Aerial image of an Asháninka village in the rainforest.

Your COP26 Questions Answered

As COP26 draws to a close, our Director Matthew Owen answers the questioned you asked us, and explains why we remain optimistic even when pledges look to fall short.

Nestled among the trees, the Asháninka village of Taroveni is deep in the Peruvian Amazon.

COP26 focuses on a commitment to end deforestation by 2030. Is this possible?

In short, it’s not likely.

For 24 hours at COP26 the focus was on forests and, even for a COP-cynic, that felt worth celebrating.
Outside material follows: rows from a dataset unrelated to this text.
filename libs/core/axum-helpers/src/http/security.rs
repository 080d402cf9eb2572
use axum::{
    extract::Request,
    http::{
        HeaderValue,
        header::{self, HeaderName},
    },
    middleware::Next,
    response::Response,
};

/// Middleware that adds security headers to all responses.
///
/// - X-Content-Type-Options: nosniff
/// - X-Frame-Options: DENY
/// - Referrer-Policy: strict-origin-when-cross-origin
/// - Permissions-Policy: geolocation=(), microphone=(), camera=()
pub async fn security_headers(request: Request, next: Next) -> Response {
    let mut response = next.run(request).await;

    let headers = response.headers_mut();
    headers.insert(
        header::X_CONTENT_TYPE_OPTIONS,
        HeaderValue::from_static("nosniff"),
    );
    headers.insert(header::X_FRAME_OPTIONS, HeaderValue::from_static("DENY"));
    headers.insert(
        header::REFERRER_POLICY,
        HeaderValue::from_static("strict-origin-when-cross-origin"),
    );
    headers.insert(
        HeaderName::from_static("permissions-policy"),
        HeaderValue::from_static("geolocation=(), microphone=(), camera=()"),
    );

    response
}
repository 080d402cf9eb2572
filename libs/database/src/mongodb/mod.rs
//! MongoDB connection management
//!
//! Config loading, connection with retry, Stable API pinning and ping-based
//! health checks.

mod config;
mod connector;
mod health;

pub use config::{DEFAULT_ATLAS_HOST, DEFAULT_DATABASE, MongoConfig};
pub use connector::{MongoError, apply_config, connect_from_config, connect_from_config_with_retry};
pub use health::ping;

pub use mongodb::{Client, Collection, Database};
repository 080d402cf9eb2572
//! Liveness banner and readiness check

use axum::{Json, Router, extract::State, http::StatusCode, routing::get};
use axum_helpers::{HealthCheckFuture, run_health_checks};
use serde_json::Value;

use crate::state::AppState;

/// Plain-text banner served at `/`
pub const BANNER: &str = "Toy Village is running";

pub fn router(state: AppState) -> Router {
    Router::new()
        .route("/", get(banner))
        .route("/ready", get(readiness_check))
        .with_state(state)
}

async fn banner() -> &'static str {
    BANNER
}

/// Readiness check - pings MongoDB
async fn readiness_check(
    State(state): State<AppState>,
) -> Result<(StatusCode, Json<Value>), (StatusCode, Json<Value>)> {
    let checks: Vec<(&str, HealthCheckFuture<'_>)> = vec![(
        "mongodb",
        Box::pin(async {
            database::mongodb::ping(&state.mongo_client)
                .await
                .map_err(|e| e.to_string())
        }),
    )];

    run_health_checks(checks).await
}
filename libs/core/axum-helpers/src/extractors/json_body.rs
use crate::errors::AppError;
use axum::extract::{FromRequest, Json, Request};
use serde::de::DeserializeOwned;

/// `Json<T>` whose rejection renders as the standard [`ErrorResponse`] body.
///
/// [`ErrorResponse`]: crate::errors::ErrorResponse
pub struct JsonBody<T>(pub T);

impl<T, S> FromRequest<S> for JsonBody<T>
where
    T: DeserializeOwned,
    S: Send + Sync,
{
    type Rejection = AppError;

    async fn from_request(req: Request, state: &S) -> Result<Self, Self::Rejection> {
        let Json(data) = Json::<T>::from_request(req, state).await?;
        Ok(JsonBody(data))
    }
}
//! Shared application state.

use mongodb::{Client, Database};

/// Cloned into each router that needs it; clones share the driver's pool.
#[derive(Clone)]
pub struct AppState {
    pub config: crate::config::Config,
    pub mongo_client: Client,
    pub db: Database,
}
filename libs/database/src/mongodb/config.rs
#[cfg(feature = "config")]
use core_config::{ConfigError, FromEnv, env_or_default, env_parse_or};

/// Atlas cluster the catalog's credentials belong to.
pub const DEFAULT_ATLAS_HOST: &str = "cluster0.18ceobk.mongodb.net";

/// Database holding the toy catalog.
pub const DEFAULT_DATABASE: &str = "toyVillage";

/// MongoDB connection settings
///
/// Either built from a full connection string or composed from Atlas
/// credentials via [`MongoConfig::from_credentials`].
#[derive(Clone, Debug)]
pub struct MongoConfig {
    /// Connection string: mongodb[+srv]://[user:pass@]host[:port]/[?options]
    pub url: String,

    /// Database name to use
    pub database: String,

    /// Optional application name for server logs
    pub app_name: Option<String>,

    /// Maximum number of connections in the driver pool
    pub max_pool_size: u32,

    /// Minimum number of connections in the driver pool
    pub min_pool_size: u32,

    /// Connection timeout in seconds
    pub connect_timeout_secs: u64,

    /// Server selection timeout in seconds
    pub server_selection_timeout_secs: u64,

    /// Pin the Stable API (v1, strict, deprecation errors)
    pub stable_api: bool,
}

impl MongoConfig {
    pub fn new(url: impl Into<String>) -> Self {
        Self {
            url: url.into(),
            ..Self::default()
        }
    }

    pub fn with_database(url: impl Into<String>, database: impl Into<String>) -> Self {
        Self {
            url: url.into(),
            database: database.into(),
            ..Self::default()
        }
    }

    /// Compose an Atlas SRV connection string from a username and password.
    ///
    /// Both credentials are percent-encoded, so passwords containing `@`, `:`
    /// or `/` survive intact.
    pub fn from_credentials(user: &str, password: &str, host: &str) -> Self {
        let url = format!(
            "mongodb+srv://{}:{}@{}/?retryWrites=true&w=majority",
            urlencoding::encode(user),
            urlencoding::encode(password),
            host
        );
        Self::new(url)
    }

    pub fn with_app_name(mut self, app_name: impl Into<String>) -> Self {
        self.app_name = Some(app_name.into());
        self
    }

    pub fn url(&self) -> &str {
        &self.url
    }

    pub fn database(&self) -> &str {
        &self.database
    }

    /// Connection string with the password replaced, safe for logs.
    pub fn redacted_url(&self) -> String {
        let Some((scheme, rest)) = self.url.split_once("://") else {
            return self.url.clone();
        };
        let Some((userinfo, host)) = rest.rsplit_once('@') else {
            return self.url.clone();
        };
        match userinfo.split_once(':') {
            Some((user, _)) => format!("{scheme}://{user}:****@{host}"),
            None => self.url.clone(),
        }
    }
}

impl Default for MongoConfig {
    fn default() -> Self {
        Self {
            url: "mongodb://localhost:27017".to_string(),
            database: DEFAULT_DATABASE.to_string(),
            app_name: None,
            max_pool_size: 100,
            min_pool_size: 5,
            connect_timeout_secs: 10,
            server_selection_timeout_secs: 30,
            stable_api: true,
        }
    }
}

/// Load MongoConfig from environment variables
///
/// Connection string, first match wins:
/// - `MONGODB_URL` or `MONGO_URL`
/// - `DB_USER` + `DB_PASS`, composed against `MONGODB_HOST`
///   (default: the catalog's Atlas cluster)
///
/// Optional:
/// - `MONGODB_DATABASE` / `MONGO_DATABASE` (default: toyVillage)
/// - `MONGODB_APP_NAME`
/// - `MONGODB_MAX_POOL_SIZE` (100), `MONGODB_MIN_POOL_SIZE` (5)
/// - `MONGODB_CONNECT_TIMEOUT_SECS` (10)
/// - `MONGODB_SERVER_SELECTION_TIMEOUT_SECS` (30)
/// - `MONGODB_STABLE_API` (true)
#[cfg(feature = "config")]
impl FromEnv for MongoConfig {
    fn from_env() -> Result<Self, ConfigError> {
        let explicit_url = std::env::var("MONGODB_URL")
            .or_else(|_| std::env::var("MONGO_URL"))
            .ok();

        let base = match explicit_url {
            Some(url) => Self::new(url),
            None => match (std::env::var("DB_USER"), std::env::var("DB_PASS")) {
                (Ok(user), Ok(password)) => {
                    let host = env_or_default("MONGODB_HOST", DEFAULT_ATLAS_HOST);
                    Self::from_credentials(&user, &password, &host)
                }
                _ => {
                    return Err(ConfigError::MissingEnvVar(
                        "MONGODB_URL or DB_USER/DB_PASS".to_string(),
                    ));
                }
            },
        };

        let database = std::env::var("MONGODB_DATABASE")
            .or_else(|_| std::env::var("MONGO_DATABASE"))
            .unwrap_or_else(|_| DEFAULT_DATABASE.to_string());

        Ok(Self {
            database,
            app_name: std::env::var("MONGODB_APP_NAME").ok(),
            max_pool_size: env_parse_or("MONGODB_MAX_POOL_SIZE", base.max_pool_size)?,
            min_pool_size: env_parse_or("MONGODB_MIN_POOL_SIZE", base.min_pool_size)?,
            connect_timeout_secs: env_parse_or(
                "MONGODB_CONNECT_TIMEOUT_SECS",
                base.connect_timeout_secs,
            )?,
            server_selection_timeout_secs: env_parse_or(
                "MONGODB_SERVER_SELECTION_TIMEOUT_SECS",
                base.server_selection_timeout_secs,
            )?,
            stable_api: env_parse_or("MONGODB_STABLE_API", base.stable_api)?,
            ..base
        })
    }
}
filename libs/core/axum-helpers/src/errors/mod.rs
pub mod codes;
pub mod handlers;
pub mod responses;

pub use codes::ErrorCode;

use axum::{
    Json,
    extract::rejection::JsonRejection,
    http::StatusCode,
    response::{IntoResponse, Response},
};
use serde::{Deserialize, Serialize};
use thiserror::Error;
use utoipa::ToSchema;

/// Standard error response structure.
///
/// ```json
/// {
///   "code": 1004,
///   "error": "NOT_FOUND",
///   "message": "Toy 65f1c0ffee00000000000000 not found"
/// }
/// ```
#[derive(Debug, Serialize, Deserialize, ToSchema)]
pub struct ErrorResponse {
    /// Integer error code for logging and monitoring
    pub code: i32,
    /// Machine-readable error identifier for programmatic handling
    pub error: String,
    /// Human-readable error message
    pub message: String,
    /// Optional structured error details
    #[serde(default, skip_serializing_if = "Option::is_none")]
    pub details: Option<serde_json::Value>,
}

/// Application error type that can be converted to HTTP responses.
#[derive(Debug, Error)]
#[non_exhaustive]
pub enum AppError {
    #[error("JSON extraction error: {0}")]
    JsonExtractorRejection(#[from] JsonRejection),

    #[error("Invalid ObjectId: {0}")]
    InvalidObjectId(String),

    #[error("Bad Request: {0}")]
    BadRequest(String),

    #[error("Not Found: {0}")]
    NotFound(String),

    #[error("Database error: {0}")]
    Database(String),

    #[error("Internal Server Error: {0}")]
    InternalServerError(String),
}

impl AppError {
    /// HTTP status, error code and client-facing message for this error.
    ///
    /// Server-side failures are logged here and answered with the code's
    /// default message so driver details never reach clients.
    fn parts(self) -> (StatusCode, ErrorCode, String) {
        match self {
            AppError::JsonExtractorRejection(e) => {
                tracing::warn!(
                    error_code = ErrorCode::JsonExtraction.code(),
                    "JSON extraction error: {:?}",
                    e
                );
                (e.status(), ErrorCode::JsonExtraction, e.body_text())
            }
            AppError::InvalidObjectId(raw) => {
                tracing::info!(error_code = ErrorCode::InvalidObjectId.code(), id = %raw, "Invalid ObjectId");
                (
                    StatusCode::BAD_REQUEST,
                    ErrorCode::InvalidObjectId,
                    format!("Invalid ObjectId: {}", raw),
                )
            }
            AppError::BadRequest(msg) => {
                tracing::info!("Bad request: {}", msg);
                (StatusCode::BAD_REQUEST, ErrorCode::BadRequest, msg)
            }
            AppError::NotFound(msg) => {
                tracing::info!(error_code = ErrorCode::NotFound.code(), "Not found: {}", msg);
                (StatusCode::NOT_FOUND, ErrorCode::NotFound, msg)
            }
            AppError::Database(msg) => {
                tracing::error!(error_code = ErrorCode::DatabaseError.code(), "Database error: {}", msg);
                server_error(ErrorCode::DatabaseError)
            }
            AppError::InternalServerError(msg) => {
                tracing::error!(
                    error_code = ErrorCode::InternalError.code(),
                    "Internal server error: {}",
                    msg
                );
                server_error(ErrorCode::InternalError)
            }
        }
    }
}

fn server_error(code: ErrorCode) -> (StatusCode, ErrorCode, String) {
    (
        StatusCode::INTERNAL_SERVER_ERROR,
        code,
        code.default_message().to_string(),
    )
}

impl IntoResponse for AppError {
    fn into_response(self) -> Response {
        let (status, code, message) = self.parts();
        error_response(status, message, code)
    }
}

/// Build a JSON error response without going through [`AppError`].
pub fn error_response(status: StatusCode, message: String, error_code: ErrorCode) -> Response {
    let body = Json(ErrorResponse {
        code: error_code.code(),
        error: error_code.as_str().to_string(),
        message,
        details: None,
    });

    (status, body).into_response()
}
But once the small print was published on the ‘ultimate forest deal’ it was clear that we’ve been here before. Brazil may have signed up but just like in 2016, everything was easy-in and easy-out. And let’s face it, the last big forest deal promised a 50% cut in deforestation by 2020 (it, in fact, increased) so this will frustratingly be a very easy commitment for leaders to walk away from.

So many references to indigenous peoples at COP26. Great news?

Let’s hope so. Long before that Paris agreement, it has been indigenous people leading the fight against deforestation. Yet it is hard to find a government that has been on their side. At this COP we counted 124 speeches that used the term ‘indigenous’ and yet couldn’t find a single binding commitment to providing local communities with funding. Maybe this will emerge in the coming months. Whatever happens, Cool Earth will increase its funding to indigenous communities this year.

What’s to be optimistic about?

We have 100 things but I’d focus on three:

1. The fossil carbon industry is in hiding. They had lots of lobbyists buzzing around, but they have lost their voice.

2. There’s a real methane deal. Oh-so technical, but essential.

3. The message is getting through. Rainforest is #1 on the climate to-do list. Protecting tropical forests is 1000 x more important than planting afresh.